··· Data under study
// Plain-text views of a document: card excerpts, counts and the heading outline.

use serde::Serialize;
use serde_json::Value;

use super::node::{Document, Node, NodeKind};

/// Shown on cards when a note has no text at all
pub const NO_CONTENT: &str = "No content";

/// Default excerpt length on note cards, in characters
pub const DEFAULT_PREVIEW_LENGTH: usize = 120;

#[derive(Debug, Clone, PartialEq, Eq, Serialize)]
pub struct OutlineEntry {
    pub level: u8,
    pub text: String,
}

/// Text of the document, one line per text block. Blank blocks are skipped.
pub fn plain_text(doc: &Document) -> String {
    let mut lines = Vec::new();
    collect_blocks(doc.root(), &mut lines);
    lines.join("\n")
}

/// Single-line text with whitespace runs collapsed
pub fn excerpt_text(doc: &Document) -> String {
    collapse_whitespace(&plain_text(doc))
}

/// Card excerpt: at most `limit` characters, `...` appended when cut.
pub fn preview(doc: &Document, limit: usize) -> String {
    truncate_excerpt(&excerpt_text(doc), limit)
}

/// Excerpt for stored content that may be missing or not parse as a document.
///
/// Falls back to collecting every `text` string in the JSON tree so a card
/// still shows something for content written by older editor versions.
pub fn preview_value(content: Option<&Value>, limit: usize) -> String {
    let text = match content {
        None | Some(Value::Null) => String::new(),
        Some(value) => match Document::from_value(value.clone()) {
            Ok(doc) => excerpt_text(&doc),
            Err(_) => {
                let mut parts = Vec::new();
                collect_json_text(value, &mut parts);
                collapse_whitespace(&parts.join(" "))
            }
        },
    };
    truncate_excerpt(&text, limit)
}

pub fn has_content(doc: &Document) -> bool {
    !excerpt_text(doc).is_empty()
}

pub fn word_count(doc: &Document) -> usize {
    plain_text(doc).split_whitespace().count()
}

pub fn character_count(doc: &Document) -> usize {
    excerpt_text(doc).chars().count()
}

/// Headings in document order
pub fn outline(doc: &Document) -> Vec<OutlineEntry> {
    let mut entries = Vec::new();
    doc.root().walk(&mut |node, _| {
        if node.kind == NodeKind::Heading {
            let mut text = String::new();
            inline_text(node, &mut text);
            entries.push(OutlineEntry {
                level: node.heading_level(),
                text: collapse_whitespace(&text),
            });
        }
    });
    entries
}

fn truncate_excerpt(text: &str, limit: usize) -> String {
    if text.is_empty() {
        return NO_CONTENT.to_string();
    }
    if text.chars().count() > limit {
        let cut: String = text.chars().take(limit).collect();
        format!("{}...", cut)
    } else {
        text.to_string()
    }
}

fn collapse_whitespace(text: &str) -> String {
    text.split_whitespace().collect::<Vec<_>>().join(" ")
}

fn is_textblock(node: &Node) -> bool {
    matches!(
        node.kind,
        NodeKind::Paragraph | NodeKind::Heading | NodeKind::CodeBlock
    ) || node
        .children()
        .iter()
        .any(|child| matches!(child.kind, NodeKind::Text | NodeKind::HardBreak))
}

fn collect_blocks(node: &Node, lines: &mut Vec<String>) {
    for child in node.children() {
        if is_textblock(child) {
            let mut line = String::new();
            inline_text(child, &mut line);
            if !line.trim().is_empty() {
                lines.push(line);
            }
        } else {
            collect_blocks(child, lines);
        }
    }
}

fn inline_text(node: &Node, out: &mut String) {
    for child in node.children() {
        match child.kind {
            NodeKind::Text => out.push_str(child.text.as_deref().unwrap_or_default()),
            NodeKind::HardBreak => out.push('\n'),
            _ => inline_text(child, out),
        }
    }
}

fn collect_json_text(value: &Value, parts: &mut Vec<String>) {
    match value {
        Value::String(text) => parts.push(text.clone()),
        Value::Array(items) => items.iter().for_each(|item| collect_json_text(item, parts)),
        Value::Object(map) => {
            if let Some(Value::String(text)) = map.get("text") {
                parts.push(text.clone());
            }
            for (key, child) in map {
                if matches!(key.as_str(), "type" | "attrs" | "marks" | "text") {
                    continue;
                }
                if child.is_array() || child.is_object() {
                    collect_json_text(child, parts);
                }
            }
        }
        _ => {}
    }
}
······
■ **Goal of the exercise**
Tally each line in the data that holds the word "iter"; write only the total.

■ **Response below**
2